Segment Start: DATA FOR PROCESSING

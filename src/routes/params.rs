use serde::Deserialize;
use utoipa::ToSchema;
use uuid::Uuid;

#[derive(Debug, Deserialize, ToSchema)]
pub struct OfferQuery {
    pub shop_id: Option<Uuid>,
    /// Category id as carried by partner snapshots.
    pub category_id: Option<i32>,
}

#[derive(Debug, Deserialize, ToSchema)]
pub struct ShopStateRequest {
    pub active: bool,
}
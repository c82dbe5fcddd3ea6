pub mod auth;
pub mod basket;
pub mod catalog;
pub mod contacts;
pub mod import;
pub mod orders;
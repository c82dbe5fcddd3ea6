use axum::{
    http::StatusCode,
    response::{IntoResponse, Response},
};
use serde::Serialize;
use thiserror::Error;
use uuid::Uuid;

use crate::response::{ApiResponse, Meta};

#[derive(Debug, Error)]
pub enum AppError {
    #[error("Validation error: {0}")]
    Validation(String),

    #[error("Not Found")]
    NotFound,

    #[error("Forbidden")]
    Forbidden,

    #[error("State conflict: {0}")]
    StateConflict(String),

    #[error("Insufficient stock for item {item}: requested {requested}, available {available}")]
    InsufficientStock {
        item: Uuid,
        requested: i32,
        available: i32,
    },

    #[error("Database error")]
    DbError(#[from] sqlx::Error),

    #[error("ORM error")]
    OrmError(#[from] sea_orm::DbErr),

    #[error("Internal Server Error")]
    Internal(#[from] anyhow::Error),
}

#[derive(Serialize)]
struct ErrorData {
    error: String,
}

impl IntoResponse for AppError {
    fn into_response(self) -> Response {
        let status = match &self {
            AppError::Validation(_) => StatusCode::BAD_REQUEST,
            AppError::NotFound => StatusCode::NOT_FOUND,
            AppError::Forbidden => StatusCode::FORBIDDEN,
            AppError::StateConflict(_) => StatusCode::CONFLICT,
            AppError::InsufficientStock { .. } => StatusCode::CONFLICT,
            AppError::DbError(_) | AppError::OrmError(_) | AppError::Internal(_) => {
                StatusCode::INTERNAL_SERVER_ERROR
            }
        };

        let body = ApiResponse {
            message: self.to_string(),
            data: Some(ErrorData {
                error: self.to_string(),
            }),
            meta: Some(Meta::empty()),
        };

        (status, axum::Json(body)).into_response()
    }
}

pub type AppResult<T> = Result<T, AppError>;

Segment End: DATA FOR PROCESSING

**WHAT THE TASK ASKS:**
Look through the data above. Each line containing the word "StateConflict" needs to be copied.

**WRITTEN RESPONSE:**
    StateConflict(String),
            AppError::StateConflict(_) => StatusCode::CONFLICT,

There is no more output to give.